IE 11 is not supported. For an optimal experience visit our site on another browser.

House Republican compares gun protesters to insurrectionists

At a pointless hearing about guns, a House Republican asked if protesters were part of an "insurrection." Let's go ahead and answer that question.


It wasn’t altogether clear why Republicans on the House Judiciary and Oversight Committees held a joint hearing yesterday about guns. Ostensibly, the point of the gathering was to focus on the Biden administration “attacking” Second Amendment rights, but since no such attack exists in reality, the hearing was more of a pointless circus than a serious policy discussion.

“President Biden worked across the aisle to deliver the most significant gun violence reduction legislation in decades, but extreme MAGA House Republicans are proving they’re only interested in political stunts like today’s hearing to defend the gun lobby and push dangerous ideas that make Americans less safe,” Ian Sams, White House spokesperson for oversight, said in a statement.

What made the hearing especially notable, however, wasn’t the GOP talking points, but rather, the protesters in attendance. Roll Call reported:

A man whose son was killed in the 2018 Marjory Stoneman Douglas High School shooting was arrested Thursday after disrupting a joint subcommittee hearing called by Republicans in defense of Second Amendment rights. A Capitol Police spokesman confirmed Thursday that Manuel Oliver, 55, was arrested in the Rayburn House Office Building after he “disrupted and refused to stop shouting, and then attempted to go back inside the hearing room.”

His wife, Patricia Oliver, also disrupted the hearing, and was also arrested.

The developments shouldn’t have surprised anyone. When Republicans hold a pointless public hearing to parrot gun industry talking points, those who’ve lost loved ones to gun violence are likely to show up and express their dissatisfaction.

What struck me as notable, however, was the reaction to the disruption from Rep. Pat Fallon.

The Texas Republican, who chairs the Oversight panel’s Economic Growth, Energy Policy, and Regulatory Affairs Subcommittee, not only wanted the protesters removed from the hearing room, he also thought it’d be a good idea to compare them to a very different kind of group.

“Is this an insurrection?” Fallon asked. “So will they be held to the same... I don’t want another January 6.”

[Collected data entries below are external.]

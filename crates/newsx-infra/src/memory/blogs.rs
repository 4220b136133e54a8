use std::cmp::Ordering;

use async_trait::async_trait;
use tokio::sync::RwLock;

use newsx_core::domain::{Blog, BlogCard, BlogSummary, DocumentId, InsertOutcome, NewBlog};
use newsx_core::error::RepoError;
use newsx_core::ports::BlogRepository;

/// In-memory `blogs` collection. Natural order is insertion order.
#[derive(Default)]
pub struct InMemoryBlogRepository {
    store: RwLock<Vec<Blog>>,
}

impl InMemoryBlogRepository {
    pub fn new() -> Self {
        Self::default()
    }

    /// Blogs sorted by `publish_date` descending; text dates follow real
    /// ones and undated blogs go last, matching a descending sort on a
    /// document store.
    async fn newest_first(&self) -> Vec<Blog> {
        let mut blogs = self.store.read().await.clone();
        blogs.sort_by(by_publish_date_desc);
        blogs
    }
}

fn by_publish_date_desc(a: &Blog, b: &Blog) -> Ordering {
    match (&a.publish_date, &b.publish_date) {
        (Some(a), Some(b)) => b.cmp(a),
        (Some(_), None) => Ordering::Less,
        (None, Some(_)) => Ordering::Greater,
        (None, None) => Ordering::Equal,
    }
}

fn to_usize(value: u64) -> usize {
    usize::try_from(value).unwrap_or(usize::MAX)
}

#[async_trait]
impl BlogRepository for InMemoryBlogRepository {
    async fn insert(&self, blog: NewBlog) -> Result<InsertOutcome, RepoError> {
        let id = DocumentId::new();
        self.store.write().await.push(blog.into_blog(id));
        tracing::debug!(blog_id = %id, "Inserted blog in memory");
        Ok(InsertOutcome::acknowledged(id))
    }

    async fn count(&self) -> Result<u64, RepoError> {
        Ok(self.store.read().await.len() as u64)
    }

    async fn find_cards(&self, skip: u64, limit: u64) -> Result<Vec<BlogCard>, RepoError> {
        let store = self.store.read().await;
        Ok(store
            .iter()
            .skip(to_usize(skip))
            .take(to_usize(limit))
            .map(|blog| blog.to_card(true))
            .collect())
    }

    async fn find_recent(&self, limit: u64) -> Result<Vec<BlogCard>, RepoError> {
        Ok(self
            .newest_first()
            .await
            .iter()
            .take(to_usize(limit))
            .map(|blog| blog.to_card(false))
            .collect())
    }

    async fn find_by_id(&self, id: DocumentId) -> Result<Option<Blog>, RepoError> {
        let store = self.store.read().await;
        Ok(store.iter().find(|blog| blog.id == id).cloned())
    }

    async fn find_all_summaries(&self) -> Result<Vec<BlogSummary>, RepoError> {
        Ok(self
            .newest_first()
            .await
            .iter()
            .map(Blog::to_summary)
            .collect())
    }
}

In context, I suspect the Texas Republican’s question was rhetorical, but let’s go ahead and answer it anyway.

Were the grieving parents violent? Did they break through doors and windows? Were they carrying zip-ties? Did they repeat a chant about killing an elected official? Did they riot with the intention of overthrowing the government? Did members of Congress feel the need to run for their lives?


Then, no, this was not an “insurrection.”

GOP officials have invested an enormous amount of energy into the ridiculous idea that Democrats and law enforcement treated parents like terrorists if they raised concerns at school board meetings. It was against this backdrop that one House Republican yesterday compared grieving parents to insurrectionists because they raised concerns at a congressional hearing.